Children, picture book
“The Steves” by Morag Hood (2018)
When two Steves meet, each needs to establish his superiority. They argue about everything, including which one appeared first--"BY ONE PAGE," the other protests. The puffins are akin to 6-year-olds; there is no real malice, but they vie for king of the playground. Hood employs simple, childlike syntax, including just enough grossness to ensure giggles from young readers. It's a great read-aloud for two voices, as they each escalate in intensity and then come together in agreement. Look for the big surprise that might change everything!
“All the Bright Places” by Jennifer Niven (2015)
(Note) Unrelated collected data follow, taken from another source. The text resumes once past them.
// This Source Code Form is subject to the terms of the Mozilla Public
// License, v. 2.0. If a copy of the MPL was not distributed with this
// file, You can obtain one at https://mozilla.org/MPL/2.0/.

//! Implementation of tasks.
//!
//! A `Task` owns everything private to one program: its validated code
//! image, its data arenas, its register window, its breakpoints, and its
//! scheduling state. The executive's task table is the only owner of `Task`
//! values; everything else refers to tasks by pid.

use std::collections::BTreeSet;
use std::sync::Arc;

use hsx_abi::{
    HandleId, MemPolicy, Pid, Priority, RegSnapshot, SchedState, TaskState,
};
use indexmap::IndexMap;

use crate::image::CodeImage;
use crate::mem::TaskMemory;
use crate::regfile::Window;

/// Where a task's image came from, kept for diagnostics.
#[derive(Copy, Clone, Debug, Eq, PartialEq)]
pub enum LoadSource {
    Monolithic,
    Streamed,
}

/// Saved arguments of a receive that parked its caller; consumed when the
/// wait ends (message, timeout, or cancellation).
#[derive(Copy, Clone, Debug)]
pub(crate) struct PendingRecv {
    pub handle: HandleId,
    pub buf_ptr: u32,
    pub buf_cap: u32,
}

#[derive(Debug)]
pub struct Task {
    pub(crate) pid: Pid,
    pub(crate) priority: Priority,
    pub(crate) policy: MemPolicy,
    pub(crate) state: TaskState,
    pub(crate) window: Window,
    pub(crate) image: Arc<CodeImage>,
    pub(crate) mem: TaskMemory,
    pub(crate) provenance: LoadSource,
    pub(crate) breakpoints: BTreeSet<u32>,
    pub(crate) trace: bool,
    /// One-shot breakpoint exemption, set on resume/step so the task can
    /// leave a breakpoint it is paused on.
    pub(crate) skip_bp_once: bool,
    /// The task is paused on a `BRK` instruction; resume must advance the
    /// PC past it.
    pub(crate) paused_in_brk: bool,
    pub(crate) last_pc: u32,
    pub(crate) last_opcode: u8,
    pub(crate) last_regs: Option<RegSnapshot>,
    pub(crate) pending_recv: Option<PendingRecv>,
    pub(crate) exit_code: Option<u32>,
}

impl Task {
    pub(crate) fn new(
        pid: Pid,
        image: Arc<CodeImage>,
        mem: TaskMemory,
        window: Window,
        provenance: LoadSource,
    ) -> Self {
        Self {
            pid,
            priority: Priority::default(),
            policy: MemPolicy::default(),
            state: TaskState::Healthy(SchedState::Ready),
            window,
            image,
            mem,
            provenance,
            breakpoints: BTreeSet::new(),
            trace: false,
            skip_bp_once: false,
            paused_in_brk: false,
            last_pc: 0,
            last_opcode: 0,
            last_regs: None,
            pending_recv: None,
            exit_code: None,
        }
    }

    /// Alters this task's state from one healthy state to another.
    ///
    /// To record a fault, the executive uses its `force_fault`, which
    /// preserves the pre-fault state; the only way out of `Failed` is a
    /// restart, which rebuilds the state wholesale.
    ///
    /// # Panics
    ///
    /// If used to move a failed task, which would lose the fault record.
    pub(crate) fn set_healthy(&mut self, s: SchedState) {
        let last = core::mem::replace(&mut self.state, s.into());
        if let TaskState::Failed { .. } = last {
            panic!("attempted healthy transition out of a fault");
        }
    }

    pub(crate) fn sched_state(&self) -> Option<SchedState> {
        match self.state {
            TaskState::Healthy(s) => Some(s),
            _ => None,
        }
    }
}

/// Scans `tasks` for the next task to run after `previous`, mod table
/// order. The most important runnable task wins; among equals, the first in
/// cyclic order after `previous`. Returns `None` when nothing is runnable
/// (the clock idles).
pub(crate) fn select_next(tasks: &IndexMap<Pid, Task>, previous: Option<Pid>) -> Option<Pid> {
    let n = tasks.len();
    if n == 0 {
        return None;
    }
    let start = previous
        .and_then(|p| tasks.get_index_of(&p))
        .map(|i| (i + 1) % n)
        .unwrap_or(0);

    let mut choice: Option<(Pid, Priority)> = None;
    for k in 0..n {
        let (pid, task) = tasks.get_index((start + k) % n).unwrap();
        if !task.state.is_runnable() {
            continue;
        }
        if let Some((_, prio)) = choice {
            if !task.priority.is_more_important_than(prio) {
                continue;
            }
        }
        choice = Some((*pid, task.priority));
    }
    choice.map(|(pid, _)| pid)
}

/// True when some runnable task is strictly more important than `prio`;
/// drives boundary preemption of the current task.
pub(crate) fn higher_priority_ready(tasks: &IndexMap<Pid, Task>, prio: Priority) -> bool {
    tasks
        .values()
        .any(|t| t.state.is_runnable() && t.priority.is_more_important_than(prio))
}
Seniors Theodore Finch and Violet Markey run into each other on their school bell tower, contemplating what it would be like to jump. It's more dark-cute than meet-cute, which also describes the book. Finch thinks about suicide every day; Violet was happy until her sister died in a car crash. While Finch, aka "Theodore Freak," is a marginal presence in their high school, he's smart and handsome--a musician who, readers gradually realize, suffers from undiagnosed manic depression. Violet is equally smart, and as they traverse Indiana for a geography project, looking for "wonders," they flirt, argue, admit dark secrets, and fall in love. The audiobook is also recommended. The book is being adapted to Netflix later this year.
“Glass Ocean” by Beatriz Williams, Lauren Willig, and Karen White (2018)
Welcome aboard the Lusitania, to a tale that begins with best-selling author Sarah Blake opening her great-grandfather's trunk. Thus begins an absorbing tale interlaced with espionage, secrets, romance and historic detail. Both witty and urbane despite the ultimate tragedy of the Lusitania, this is a beautifully rendered retrospective.
“The make-ahead sauce solution” by Elizabeth Bailey (2018)
Bailey provides recipes with varied flavor profiles that both freeze well and could accompany different proteins, such as chicken, pork, or tofu. By making sauces when you have more time and freezing them, fresh home-made meals are as convenient as grabbing a frozen pizza and much healthier. This book is a boon to those of us too tired, rushed, or not in the mood to create meals from scratch during the week.